About this task:
All of the entries below need to be repeated exactly.

——————————

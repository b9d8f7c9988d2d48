//! System adapter: uptime, heap, filesystems, restart.
//!
//! [`HostSystem`] implements [`SystemPort`] for simulation and host runs;
//! its free-heap figure follows a slow synthetic decay so dashboards show
//! a moving value. On target, [`EspSystem`] reads the real allocator and
//! restarts the chip, and [`open_bus`] brings up the I2C master used for
//! health probes.

use log::info;

use super::time::MonotonicClock;
use crate::app::ports::SystemPort;

/// Synthetic heap at boot (bytes).
const SIM_HEAP_BASE: u32 = 307_200;
/// Synthetic heap loss per minute of uptime (bytes).
const SIM_HEAP_DECAY_PER_MIN: u32 = 512;
/// The synthetic heap never drops below this.
const SIM_HEAP_FLOOR: u32 = 65_536;

/// Host-side [`SystemPort`].
pub struct HostSystem {
    clock: MonotonicClock,
    mounted: bool,
    reboots: u32,
}

impl HostSystem {
    pub fn new() -> Self {
        Self {
            clock: MonotonicClock::new(),
            mounted: true,
            reboots: 0,
        }
    }

    /// Restarts requested so far; the host process keeps running.
    pub fn reboots(&self) -> u32 {
        self.reboots
    }
}

impl Default for HostSystem {
    fn default() -> Self {
        Self::new()
    }
}

/// Free heap after `uptime_ms` under the synthetic model.
pub fn simulated_free_heap(uptime_ms: u64) -> u32 {
    let minutes = (uptime_ms / 60_000).min(u64::from(u32::MAX)) as u32;
    SIM_HEAP_BASE
        .saturating_sub(minutes.saturating_mul(SIM_HEAP_DECAY_PER_MIN))
        .max(SIM_HEAP_FLOOR)
}

impl SystemPort for HostSystem {
    fn uptime_ms(&self) -> u64 {
        self.clock.uptime_ms()
    }

    fn free_heap(&self) -> u32 {
        simulated_free_heap(self.uptime_ms())
    }

    fn filesystem_mounted(&self) -> bool {
        self.mounted
    }

    fn release_filesystems(&mut self) {
        if self.mounted {
            info!("filesystems released (simulation)");
        }
        self.mounted = false;
    }

    fn reboot(&mut self) {
        self.reboots = self.reboots.saturating_add(1);
        info!("reboot requested (simulation): #{}", self.reboots);
    }
}

// ── ESP-IDF ───────────────────────────────────────────────────

#[cfg(target_os = "espidf")]
pub use esp::{EspSystem, open_bus};

#[cfg(target_os = "espidf")]
mod esp {
    use esp_idf_hal::gpio::{InputPin, OutputPin};
    use esp_idf_hal::i2c::{I2c, I2cConfig, I2cDriver};
    use esp_idf_hal::peripheral::Peripheral;
    use esp_idf_hal::units::Hertz;

    use super::MonotonicClock;
    use crate::app::ports::SystemPort;
    use crate::diagnostics::I2cProbe;
    use crate::pins;

    /// On-target [`SystemPort`].
    pub struct EspSystem {
        clock: MonotonicClock,
        mounted: bool,
    }

    impl EspSystem {
        /// `mounted`: whether the web filesystem came up at boot.
        pub fn new(mounted: bool) -> Self {
            Self {
                clock: MonotonicClock::new(),
                mounted,
            }
        }
    }

    impl SystemPort for EspSystem {
        fn uptime_ms(&self) -> u64 {
            self.clock.uptime_ms()
        }

        fn free_heap(&self) -> u32 {
            unsafe { esp_idf_svc::sys::esp_get_free_heap_size() }
        }

        fn filesystem_mounted(&self) -> bool {
            self.mounted
        }

        fn release_filesystems(&mut self) {
            if self.mounted {
                let ret = unsafe { esp_idf_svc::sys::esp_vfs_spiffs_unregister(core::ptr::null()) };
                if ret != esp_idf_svc::sys::ESP_OK {
                    log::warn!("SPIFFS unmount failed: {ret}");
                }
                self.mounted = false;
            }
        }

        fn reboot(&mut self) {
            unsafe { esp_idf_svc::sys::esp_restart() };
        }
    }

    /// Bring up the I2C master on the board's bus pins.
    pub fn open_bus<'d>(
        i2c: impl Peripheral<P = impl I2c> + 'd,
        sda: impl Peripheral<P = impl InputPin + OutputPin> + 'd,
        scl: impl Peripheral<P = impl InputPin + OutputPin> + 'd,
    ) -> anyhow::Result<I2cProbe<I2cDriver<'d>>> {
        let config = I2cConfig::new().baudrate(Hertz(pins::I2C_FREQ_HZ));
        let driver = I2cDriver::new(i2c, sda, scl, &config)?;
        log::info!(
            "I2C master up (SDA {}, SCL {}, {} Hz)",
            pins::I2C_SDA_GPIO,
            pins::I2C_SCL_GPIO,
            pins::I2C_FREQ_HZ
        );
        Ok(I2cProbe::new(driver))
    }
}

——————————

Solution:
repository b9d8f7c9988d2d48
//! System adapter: uptime, heap, filesystems, restart.
//!
//! [`HostSystem`] implements [`SystemPort`] for simulation and host runs;
//! its free-heap figure follows a slow synthetic decay so dashboards show
//! a moving value. On target, [`EspSystem`] reads the real allocator and
//! restarts the chip, and [`open_bus`] brings up the I2C master used for
//! health probes.

use log::info;

use super::time::MonotonicClock;
use crate::app::ports::SystemPort;

/// Synthetic heap at boot (bytes).
const SIM_HEAP_BASE: u32 = 307_200;
/// Synthetic heap loss per minute of uptime (bytes).
const SIM_HEAP_DECAY_PER_MIN: u32 = 512;
/// The synthetic heap never drops below this.
const SIM_HEAP_FLOOR: u32 = 65_536;

/// Host-side [`SystemPort`].
pub struct HostSystem {
    clock: MonotonicClock,
    mounted: bool,
    reboots: u32,
}

impl HostSystem {
    pub fn new() -> Self {
        Self {
            clock: MonotonicClock::new(),
            mounted: true,
            reboots: 0,
        }
    }

    /// Restarts requested so far; the host process keeps running.
    pub fn reboots(&self) -> u32 {
        self.reboots
    }
}

impl Default for HostSystem {
    fn default() -> Self {
        Self::new()
    }
}

/// Free heap after `uptime_ms` under the synthetic model.
pub fn simulated_free_heap(uptime_ms: u64) -> u32 {
    let minutes = (uptime_ms / 60_000).min(u64::from(u32::MAX)) as u32;
    SIM_HEAP_BASE
        .saturating_sub(minutes.saturating_mul(SIM_HEAP_DECAY_PER_MIN))
        .max(SIM_HEAP_FLOOR)
}

impl SystemPort for HostSystem {
    fn uptime_ms(&self) -> u64 {
        self.clock.uptime_ms()
    }

    fn free_heap(&self) -> u32 {
        simulated_free_heap(self.uptime_ms())
    }

    fn filesystem_mounted(&self) -> bool {
        self.mounted
    }

    fn release_filesystems(&mut self) {
        if self.mounted {
            info!("filesystems released (simulation)");
        }
        self.mounted = false;
    }

    fn reboot(&mut self) {
        self.reboots = self.reboots.saturating_add(1);
        info!("reboot requested (simulation): #{}", self.reboots);
    }
}

// ── ESP-IDF ───────────────────────────────────────────────────

#[cfg(target_os = "espidf")]
pub use esp::{EspSystem, open_bus};

#[cfg(target_os = "espidf")]
mod esp {
    use esp_idf_hal::gpio::{InputPin, OutputPin};
    use esp_idf_hal::i2c::{I2c, I2cConfig, I2cDriver};
    use esp_idf_hal::peripheral::Peripheral;
    use esp_idf_hal::units::Hertz;

    use super::MonotonicClock;
    use crate::app::ports::SystemPort;
    use crate::diagnostics::I2cProbe;
    use crate::pins;

    /// On-target [`SystemPort`].
    pub struct EspSystem {
        clock: MonotonicClock,
        mounted: bool,
    }

    impl EspSystem {
        /// `mounted`: whether the web filesystem came up at boot.
        pub fn new(mounted: bool) -> Self {
            Self {
                clock: MonotonicClock::new(),
                mounted,
            }
        }
    }

    impl SystemPort for EspSystem {
        fn uptime_ms(&self) -> u64 {
            self.clock.uptime_ms()
        }

        fn free_heap(&self) -> u32 {
            unsafe { esp_idf_svc::sys::esp_get_free_heap_size() }
        }

        fn filesystem_mounted(&self) -> bool {
            self.mounted
        }

        fn release_filesystems(&mut self) {
            if self.mounted {
                let ret = unsafe { esp_idf_svc::sys::esp_vfs_spiffs_unregister(core::ptr::null()) };
                if ret != esp_idf_svc::sys::ESP_OK {
                    log::warn!("SPIFFS unmount failed: {ret}");
                }
                self.mounted = false;
            }
        }

        fn reboot(&mut self) {
            unsafe { esp_idf_svc::sys::esp_restart() };
        }
    }

    /// Bring up the I2C master on the board's bus pins.
    pub fn open_bus<'d>(
        i2c: impl Peripheral<P = impl I2c> + 'd,
        sda: impl Peripheral<P = impl InputPin + OutputPin> + 'd,
        scl: impl Peripheral<P = impl InputPin + OutputPin> + 'd,
    ) -> anyhow::Result<I2cProbe<I2cDriver<'d>>> {
        let config = I2cConfig::new().baudrate(Hertz(pins::I2C_FREQ_HZ));
        let driver = I2cDriver::new(i2c, sda, scl, &config)?;
        log::info!(
            "I2C master up (SDA {}, SCL {}, {} Hz)",
            pins::I2C_SDA_GPIO,
            pins::I2C_SCL_GPIO,
            pins::I2C_FREQ_HZ
        );
        Ok(I2cProbe::new(driver))
    }
}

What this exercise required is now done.